The Impact of Domain Knowledge on Data Science

Rodrigo Veríssimo
3 min readJan 3, 2020


Glorious Morning Light and Reflections by Rodrigo Veríssimo

Data Science is getting increasingly popular with more and more new data scientists starting to venture into solving real-world problems. These new data scientists are very well taught regarding Computer Science, Math and Statistics, because that’s what Universities and data science academies do! Is that everything that you need to do Data Science? No! However, it’s a good starting point to grow from.

There is a very important part of it that naturally misses from what is taught. Check the graph below.

Source: https://​towards­da­ta­​why-data-science-succeeds-or-fails-c24ed­d2d2f9

I know, I know. I bet that you already saw a variation of this chart, but do you see something that is missing? That’s domain knowledge! It can be defined as the knowledge of the field that the data belongs to.

You can throw a state-of-the-art Machine Learning algorithm to a dataset with some basic data cleaning and feature engineering and you won’t be getting the best estimates that you can get. In other words, you’re not getting the most out of what you already have — the data. If you understand your dataset and also how the company you work in works, you will get much better estimates. And you’ll feel much more confident about your work as well. How can that be? Someone that has the required domain knowledge will do the following naturally:

  • Always on the lookout for more tables in the database and external datasets relevant to the problem to join to the current dataset;
  • Knows which samples can be considered outliers and removes them with some level of certainty that they’re outliers and not some cases where it makes sense. Imagine that you work for a shipping company and you want to estimate delivery times. If you just throw an outlier removal strategy, like using the Z Score, you may remove shipping routes that are long but that are normal and not that uncommon;
  • Correctly splits the data into train, dev and test sets with strategies that simulate the conditions that the data science solution will be facing. This will avoid unpleasant surprises once the solution goes into production;
  • Engineers relevant features that are domain-specific which can range from Physics formulas to relevant time-series statistics;
  • Understands and avoids having unnecessary technical debt in the data and features that are being used for the data science pipeline. This is done, by removing irrelevant and unnecessarily costly features as well as unmaintained data sources.

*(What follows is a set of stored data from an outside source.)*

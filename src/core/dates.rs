//! Spreadsheet date serials
//!
//! Serial 0 is 1899-12-30 and serial 1 is 1900-01-01. Serials below 61 are
//! shifted by one day to absorb the fictitious 1900-02-29 that spreadsheet
//! applications still count.

use chrono::{Duration, NaiveDate, NaiveDateTime, NaiveTime};

/// Last representable serial (9999-12-31)
pub const MAX_SERIAL: f64 = 2_958_465.0;

const LEAP_BUG_SERIAL: f64 = 61.0;

fn epoch() -> NaiveDateTime {
    NaiveDate::from_ymd_opt(1899, 12, 30)
        .unwrap_or_default()
        .and_time(NaiveTime::MIN)
}

/// Convert a serial to a date-time. None for NaN, infinities and out-of-range serials.
pub fn serial_to_datetime(serial: f64) -> Option<NaiveDateTime> {
    if !serial.is_finite() || !(0.0..MAX_SERIAL + 1.0).contains(&serial) {
        return None;
    }
    let shifted = if (1.0..LEAP_BUG_SERIAL).contains(&serial) {
        serial + 1.0
    } else {
        serial
    };
    let millis = (shifted * 86_400_000.0).round() as i64;
    epoch().checked_add_signed(Duration::milliseconds(millis))
}

/// Convert a calendar date to its serial
pub fn date_to_serial(date: NaiveDate) -> f64 {
    datetime_to_serial(date.and_time(NaiveTime::MIN))
}

/// Convert a date-time to its (fractional) serial
pub fn datetime_to_serial(datetime: NaiveDateTime) -> f64 {
    let millis = (datetime - epoch()).num_milliseconds() as f64;
    let serial = millis / 86_400_000.0;
    // 1900-01-01 ..= 1900-02-28 sit one day earlier than the plain day count
    if (2.0..LEAP_BUG_SERIAL).contains(&serial) {
        serial - 1.0
    } else {
        serial
    }
}

/// Parse an ISO-8601 date or date-time ("2024-01-15", "2024-01-15T08:30:00") into a serial
pub fn parse_iso_serial(text: &str) -> Option<f64> {
    let text = text.trim();
    if let Ok(datetime) = NaiveDateTime::parse_from_str(text, "%Y-%m-%dT%H:%M:%S%.f") {
        return Some(datetime_to_serial(datetime));
    }
    if let Ok(datetime) = NaiveDateTime::parse_from_str(text, "%Y-%m-%d %H:%M:%S") {
        return Some(datetime_to_serial(datetime));
    }
    NaiveDate::parse_from_str(text, "%Y-%m-%d")
        .ok()
        .map(date_to_serial)
}

/// True when the serial maps to a real calendar date
pub fn is_valid_serial(serial: f64) -> bool {
    serial_to_datetime(serial).is_some()
}

#[cfg(test)]
mod tests {
    use super::*;

    fn ymd(y: i32, m: u32, d: u32) -> NaiveDate {
        NaiveDate::from_ymd_opt(y, m, d).unwrap()
    }

    #[test]
    fn test_serial_one_is_first_of_january_1900() {
        assert_eq!(serial_to_datetime(1.0).unwrap().date(), ymd(1900, 1, 1));
        assert_eq!(date_to_serial(ymd(1900, 1, 1)), 1.0);
    }

    #[test]
    fn test_modern_dates() {
        assert_eq!(date_to_serial(ymd(2024, 1, 15)), 45306.0);
        assert_eq!(serial_to_datetime(45306.0).unwrap().date(), ymd(2024, 1, 15));
        assert_eq!(serial_to_datetime(61.0).unwrap().date(), ymd(1900, 3, 1));
    }

    #[test]
    fn test_fractional_serial_keeps_time() {
        let dt = serial_to_datetime(45306.5).unwrap();
        assert_eq!(dt.format("%H:%M").to_string(), "12:00");
    }

    #[test]
    fn test_invalid_serials() {
        assert!(!is_valid_serial(f64::NAN));
        assert!(!is_valid_serial(f64::INFINITY));
        assert!(!is_valid_serial(-1.0));
        assert!(!is_valid_serial(MAX_SERIAL + 5.0));
        assert!(is_valid_serial(0.0));
    }

    #[test]
    fn test_parse_iso_serial() {
        assert_eq!(parse_iso_serial("2024-01-15"), Some(45306.0));
        assert_eq!(parse_iso_serial("2024-01-15T12:00:00"), Some(45306.5));
        assert_eq!(parse_iso_serial("15/01/2024"), None);
    }
}
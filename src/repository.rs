//! Storage boundary for analysis results
//!
//! The analyzer never keeps results itself; callers pass a repository to
//! `Analyzer::analyze_and_store` when they want one kept.

use crate::error::{SheetcheckError, SheetcheckResult};
use crate::types::AnalysisResult;
use std::collections::HashMap;
use std::path::{Path, PathBuf};
use uuid::Uuid;

pub trait AnalysisRepository {
    /// Store a result and return its new id
    fn save(&mut self, result: &AnalysisResult) -> SheetcheckResult<String>;

    fn load(&self, id: &str) -> SheetcheckResult<Option<AnalysisResult>>;
}

fn new_id() -> String {
    Uuid::new_v4().to_string()
}

/// Results kept in a map owned by the caller
#[derive(Debug, Default)]
pub struct InMemoryRepository {
    results: HashMap<String, AnalysisResult>,
}

impl InMemoryRepository {
    pub fn new() -> Self {
        Self::default()
    }

    pub fn len(&self) -> usize {
        self.results.len()
    }

    pub fn is_empty(&self) -> bool {
        self.results.is_empty()
    }
}

impl AnalysisRepository for InMemoryRepository {
    fn save(&mut self, result: &AnalysisResult) -> SheetcheckResult<String> {
        let id = new_id();
        self.results.insert(id.clone(), result.clone());
        Ok(id)
    }

    fn load(&self, id: &str) -> SheetcheckResult<Option<AnalysisResult>> {
        Ok(self.results.get(id).cloned())
    }
}

/// One pretty-printed JSON file per result: `<dir>/<id>.json`
#[derive(Debug, Clone)]
pub struct JsonDirRepository {
    dir: PathBuf,
}

impl JsonDirRepository {
    /// Use `dir`, creating it if needed
    pub fn open(dir: impl AsRef<Path>) -> SheetcheckResult<Self> {
        let dir = dir.as_ref().to_path_buf();
        std::fs::create_dir_all(&dir)?;
        Ok(Self { dir })
    }

    fn path_for(&self, id: &str) -> SheetcheckResult<PathBuf> {
        if Uuid::parse_str(id).is_err() {
            return Err(SheetcheckError::Config(format!("not an analysis id: {id}")));
        }
        Ok(self.dir.join(format!("{id}.json")))
    }
}

impl AnalysisRepository for JsonDirRepository {
    fn save(&mut self, result: &AnalysisResult) -> SheetcheckResult<String> {
        let id = new_id();
        let json = serde_json::to_string_pretty(result)?;
        std::fs::write(self.path_for(&id)?, json)?;
        Ok(id)
    }

    fn load(&self, id: &str) -> SheetcheckResult<Option<AnalysisResult>> {
        let path = self.path_for(id)?;
        if !path.exists() {
            return Ok(None);
        }
        let content = std::fs::read_to_string(path)?;
        Ok(Some(serde_json::from_str(&content)?))
    }
}

#[cfg(test)]
mod tests {
    use super::*;
    use crate::core::address::CellAddress;
    use crate::types::{
        AnalysisMethod, Finding, IssueCode, Location, Metadata, Performance, Severity,
    };

    fn sample() -> AnalysisResult {
        let finding = Finding::new(
            IssueCode::DivByZero,
            Severity::High,
            Location::cell("Sheet1", CellAddress::new(1, 2)),
            "Formula error: Division by zero (#DIV/0!)",
            "Wrap the formula in IFERROR",
        )
        .with_value("=1/0");
        AnalysisResult::completed(
            vec![finding],
            Metadata {
                total_sheets: 1,
                total_rows: 1,
                total_cells: 1,
            },
            Performance {
                method: AnalysisMethod::FullLoad,
                elapsed_time: 1.5,
                peak_memory: 1024,
            },
        )
    }

    #[test]
    fn test_in_memory_round_trip() {
        let mut repository = InMemoryRepository::new();
        let id = repository.save(&sample()).unwrap();
        assert_eq!(repository.len(), 1);
        assert_eq!(repository.load(&id).unwrap(), Some(sample()));
        assert_eq!(repository.load("missing").unwrap(), None);
    }

    #[test]
    fn test_json_dir_round_trip() {
        let dir = tempfile::tempdir().unwrap();
        let mut repository = JsonDirRepository::open(dir.path().join("results")).unwrap();
        let id = repository.save(&sample()).unwrap();
        assert!(dir.path().join("results").join(format!("{id}.json")).exists());
        assert_eq!(repository.load(&id).unwrap(), Some(sample()));
    }

    #[test]
    fn test_json_dir_rejects_path_like_ids() {
        let dir = tempfile::tempdir().unwrap();
        let repository = JsonDirRepository::open(dir.path()).unwrap();
        assert!(repository.load("../etc/passwd").is_err());
    }
}
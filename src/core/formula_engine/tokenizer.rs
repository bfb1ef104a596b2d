//! Formula tokenizer
//!
//! Converts formula strings like "=SUM(Sheet2!A1:A5) * 1.1" into a sequence of
//! tokens. The optimizer rewrites token streams and renders them back to text,
//! so every token knows how to print itself.

use std::fmt;
use std::iter::Peekable;
use std::str::Chars;

/// A token in a formula expression
#[derive(Debug, Clone, PartialEq)]
pub enum Token {
    /// A numeric literal (e.g., 123, 45.67, 1.5e10)
    Number(f64),
    /// A string literal ("hello")
    Text(String),
    /// Function name, cell reference (A1, $B$2), boolean or defined name
    Identifier(String),
    /// Sheet qualifier preceding a reference (the `Sheet2` in `Sheet2!A1`)
    SheetPrefix(String),
    /// Error literal (#DIV/0!, #N/A, ...)
    ErrorLiteral(String),
    /// Binary/comparison/concatenation/percent operators
    Operator(String),
    OpenParen,
    CloseParen,
    /// Argument separator
    Comma,
    /// Range separator (A1:B2)
    Colon,
}

impl Token {
    /// True for tokens that can end an operand (a value on the left of a binary operator)
    pub fn ends_operand(&self) -> bool {
        matches!(
            self,
            Token::Number(_)
                | Token::Text(_)
                | Token::Identifier(_)
                | Token::ErrorLiteral(_)
                | Token::CloseParen
        ) || matches!(self, Token::Operator(op) if op == "%")
    }

    pub fn is_operator(&self, op: &str) -> bool {
        matches!(self, Token::Operator(s) if s == op)
    }
}

impl fmt::Display for Token {
    fn fmt(&self, f: &mut fmt::Formatter<'_>) -> fmt::Result {
        match self {
            Token::Number(n) => write!(f, "{}", crate::types::format_number(*n)),
            Token::Text(s) => write!(f, "\"{}\"", s.replace('"', "\"\"")),
            Token::Identifier(s) | Token::ErrorLiteral(s) | Token::Operator(s) => f.write_str(s),
            Token::SheetPrefix(name) => {
                if name.chars().all(|c| c.is_alphanumeric() || c == '_' || c == '.') {
                    write!(f, "{name}!")
                } else {
                    write!(f, "'{}'!", name.replace('\'', "''"))
                }
            }
            Token::OpenParen => f.write_str("("),
            Token::CloseParen => f.write_str(")"),
            Token::Comma => f.write_str(","),
            Token::Colon => f.write_str(":"),
        }
    }
}

/// Known error literals, longest first so "#N/A" does not shadow nothing
pub const ERROR_LITERALS: [&str; 8] = [
    "#DIV/0!", "#VALUE!", "#REF!", "#NAME?", "#NUM!", "#N/A", "#NULL!", "#CYCLE!",
];

/// Error during tokenization
#[derive(Debug, Clone, PartialEq)]
pub struct TokenizeError {
    pub message: String,
    pub position: usize,
}

impl TokenizeError {
    fn new(message: impl Into<String>, position: usize) -> Self {
        Self {
            message: message.into(),
            position,
        }
    }
}

impl fmt::Display for TokenizeError {
    fn fmt(&self, f: &mut fmt::Formatter<'_>) -> fmt::Result {
        write!(
            f,
            "Tokenize error at position {}: {}",
            self.position, self.message
        )
    }
}

impl std::error::Error for TokenizeError {}

/// Tokenizer for formula expressions
pub struct Tokenizer<'a> {
    chars: Peekable<Chars<'a>>,
    position: usize,
}

impl<'a> Tokenizer<'a> {
    /// Create a new tokenizer for the given formula string
    pub fn new(formula: &'a str) -> Self {
        let formula = formula.trim_start();
        let formula = formula.strip_prefix('=').unwrap_or(formula);
        Self {
            chars: formula.chars().peekable(),
            position: 0,
        }
    }

    /// Tokenize the entire formula into a vector of tokens
    pub fn tokenize(mut self) -> Result<Vec<Token>, TokenizeError> {
        let mut tokens = Vec::new();

        while let Some(token) = self.next_token()? {
            tokens.push(token);
        }

        Ok(tokens)
    }

    fn next_token(&mut self) -> Result<Option<Token>, TokenizeError> {
        self.skip_whitespace();

        let Some(c) = self.peek() else {
            return Ok(None);
        };

        let token = match c {
            '"' => self.read_string()?,
            '\'' => self.read_quoted_sheet()?,
            '#' => self.read_error_literal()?,
            '(' => {
                self.advance();
                Token::OpenParen
            }
            ')' => {
                self.advance();
                Token::CloseParen
            }
            ',' | ';' => {
                self.advance();
                Token::Comma
            }
            ':' => {
                self.advance();
                Token::Colon
            }
            '+' | '-' | '*' | '/' | '^' | '&' | '%' | '=' => {
                self.advance();
                Token::Operator(c.to_string())
            }
            '<' => self.read_less_than_operator(),
            '>' => self.read_greater_than_operator(),
            c if c.is_ascii_digit() || c == '.' => self.read_number()?,
            c if c.is_alphabetic() || c == '_' || c == '$' => self.read_identifier(),
            c => {
                return Err(TokenizeError::new(
                    format!("Unexpected character: '{c}'"),
                    self.position,
                ));
            }
        };
        Ok(Some(token))
    }

    fn peek(&mut self) -> Option<char> {
        self.chars.peek().copied()
    }

    fn advance(&mut self) -> Option<char> {
        let c = self.chars.next();
        if c.is_some() {
            self.position += 1;
        }
        c
    }

    fn skip_whitespace(&mut self) {
        while matches!(self.peek(), Some(c) if c.is_whitespace()) {
            self.advance();
        }
    }

    /// Read a double-quoted string literal; "" inside is an escaped quote
    fn read_string(&mut self) -> Result<Token, TokenizeError> {
        Ok(Token::Text(self.read_quoted('"')?))
    }

    /// Read 'My Sheet'! as a sheet prefix
    fn read_quoted_sheet(&mut self) -> Result<Token, TokenizeError> {
        let start_pos = self.position;
        let name = self.read_quoted('\'')?;
        if self.peek() == Some('!') {
            self.advance();
            Ok(Token::SheetPrefix(name))
        } else {
            Err(TokenizeError::new(
                "Quoted name must be followed by '!'",
                start_pos,
            ))
        }
    }

    fn read_quoted(&mut self, quote: char) -> Result<String, TokenizeError> {
        self.advance(); // opening quote
        let start_pos = self.position;
        let mut value = String::new();

        loop {
            match self.advance() {
                None => {
                    return Err(TokenizeError::new("Unterminated string literal", start_pos));
                }
                Some(c) if c == quote => {
                    if self.peek() == Some(quote) {
                        value.push(quote);
                        self.advance();
                    } else {
                        break;
                    }
                }
                Some(c) => value.push(c),
            }
        }

        Ok(value)
    }

    fn read_error_literal(&mut self) -> Result<Token, TokenizeError> {
        let start_pos = self.position;
        let mut literal = String::new();
        while let Some(c) = self.peek() {
            literal.push(c);
            self.advance();
            let upper = literal.to_ascii_uppercase();
            if let Some(known) = ERROR_LITERALS.iter().find(|e| **e == upper) {
                return Ok(Token::ErrorLiteral((*known).to_string()));
            }
            if literal.len() >= 8 {
                break;
            }
        }
        Err(TokenizeError::new(
            format!("Unknown error literal: {literal}"),
            start_pos,
        ))
    }

    /// Read a number (integer, decimal, or scientific notation)
    fn read_number(&mut self) -> Result<Token, TokenizeError> {
        let start_pos = self.position;
        let mut num_str = String::new();

        while let Some(c) = self.peek() {
            if c.is_ascii_digit() || c == '.' {
                num_str.push(c);
                self.advance();
            } else {
                break;
            }
        }

        if let Some(c @ ('e' | 'E')) = self.peek() {
            num_str.push(c);
            self.advance();
            if let Some(sign @ ('+' | '-')) = self.peek() {
                num_str.push(sign);
                self.advance();
            }
            while let Some(c) = self.peek() {
                if c.is_ascii_digit() {
                    num_str.push(c);
                    self.advance();
                } else {
                    break;
                }
            }
        }

        num_str
            .parse::<f64>()
            .map(Token::Number)
            .map_err(|_| TokenizeError::new(format!("Invalid number: {num_str}"), start_pos))
    }

    /// Read an identifier; a trailing '!' turns it into a sheet prefix
    fn read_identifier(&mut self) -> Token {
        let mut ident = String::new();

        while let Some(c) = self.peek() {
            if c.is_alphanumeric() || c == '_' || c == '.' || c == '$' {
                ident.push(c);
                self.advance();
            } else {
                break;
            }
        }

        if self.peek() == Some('!') {
            self.advance();
            return Token::SheetPrefix(ident);
        }
        Token::Identifier(ident)
    }

    fn read_less_than_operator(&mut self) -> Token {
        self.advance(); // consume '<'
        match self.peek() {
            Some('=') => {
                self.advance();
                Token::Operator("<=".to_string())
            }
            Some('>') => {
                self.advance();
                Token::Operator("<>".to_string())
            }
            _ => Token::Operator("<".to_string()),
        }
    }

    fn read_greater_than_operator(&mut self) -> Token {
        self.advance(); // consume '>'
        match self.peek() {
            Some('=') => {
                self.advance();
                Token::Operator(">=".to_string())
            }
            _ => Token::Operator(">".to_string()),
        }
    }
}

/// Convenience function to tokenize a formula string
pub fn tokenize(formula: &str) -> Result<Vec<Token>, TokenizeError> {
    Tokenizer::new(formula).tokenize()
}

/// Render tokens back to formula text (without the leading '=')
pub fn render(tokens: &[Token]) -> String {
    tokens.iter().map(Token::to_string).collect()
}

#[cfg(test)]
mod tests {
    use super::*;

    fn ident(s: &str) -> Token {
        Token::Identifier(s.to_string())
    }

    fn op(s: &str) -> Token {
        Token::Operator(s.to_string())
    }

    #[test]
    fn test_tokenize_cell_arithmetic() {
        let tokens = tokenize("=A1+$B$2*3").unwrap();
        assert_eq!(
            tokens,
            vec![ident("A1"), op("+"), ident("$B$2"), op("*"), Token::Number(3.0)]
        );
    }

    #[test]
    fn test_tokenize_sheet_prefixes() {
        let tokens = tokenize("Data!A1+'My Sheet'!B2").unwrap();
        assert_eq!(
            tokens,
            vec![
                Token::SheetPrefix("Data".to_string()),
                ident("A1"),
                op("+"),
                Token::SheetPrefix("My Sheet".to_string()),
                ident("B2"),
            ]
        );
    }

    #[test]
    fn test_tokenize_range_and_function() {
        let tokens = tokenize("SUM(A1:A10)").unwrap();
        assert_eq!(
            tokens,
            vec![
                ident("SUM"),
                Token::OpenParen,
                ident("A1"),
                Token::Colon,
                ident("A10"),
                Token::CloseParen,
            ]
        );
    }

    #[test]
    fn test_tokenize_error_literals() {
        let tokens = tokenize("IFERROR(#DIV/0!, #n/a)").unwrap();
        assert_eq!(
            tokens,
            vec![
                ident("IFERROR"),
                Token::OpenParen,
                Token::ErrorLiteral("#DIV/0!".to_string()),
                Token::Comma,
                Token::ErrorLiteral("#N/A".to_string()),
                Token::CloseParen,
            ]
        );
    }

    #[test]
    fn test_tokenize_string_with_operator_text() {
        let tokens = tokenize("\"a+0\"&B1").unwrap();
        assert_eq!(
            tokens,
            vec![Token::Text("a+0".to_string()), op("&"), ident("B1")]
        );
    }

    #[test]
    fn test_tokenize_comparison_operators() {
        let tokens = tokenize("a = b <= c <> d >= e").unwrap();
        assert_eq!(
            tokens,
            vec![
                ident("a"),
                op("="),
                ident("b"),
                op("<="),
                ident("c"),
                op("<>"),
                ident("d"),
                op(">="),
                ident("e"),
            ]
        );
    }

    #[test]
    fn test_tokenize_scientific_notation() {
        assert_eq!(tokenize("1.5e10").unwrap(), vec![Token::Number(1.5e10)]);
        assert_eq!(tokenize("2E-5").unwrap(), vec![Token::Number(2e-5)]);
    }

    #[test]
    fn test_render_round_trips_quotes() {
        let tokens = tokenize("'Q1 ''24'!A1&\"say \"\"hi\"\"\"").unwrap();
        assert_eq!(render(&tokens), "'Q1 ''24'!A1&\"say \"\"hi\"\"\"");
    }

    #[test]
    fn test_tokenize_errors() {
        assert!(tokenize("\"open").unwrap_err().message.contains("Unterminated"));
        assert!(tokenize("A1 @ B1").unwrap_err().message.contains("Unexpected"));
        assert!(tokenize("#BOGUS").unwrap_err().message.contains("Unknown error"));
    }
}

If you are new to Data Science, don’t worry as this will come with time and experience. However, you can speed things up if you know what to focus on. You can start doing these things if you haven’t already

  • Talk daily or weekly with your teammates about their projects and try to understand them as well as their current challenges and solutions. Once you get accustomed to them, you will naturally start to give them some interesting suggestions as your domain and technical knowledge expands;
  • Talk to analysts, data scientists and other colleagues outside your team to go get to know their projects, because there may be overlapping projects or datasets that you can help each other;
  • Read about your domain. If you’re in e-commerce, fraud detection, time series forecasting of wind turbines, music streaming, … read about it! Not only technical/data science reads, but also what is happening in the field itself.

As Warren Buffet advises:

By far the best investment you can make is in yourself.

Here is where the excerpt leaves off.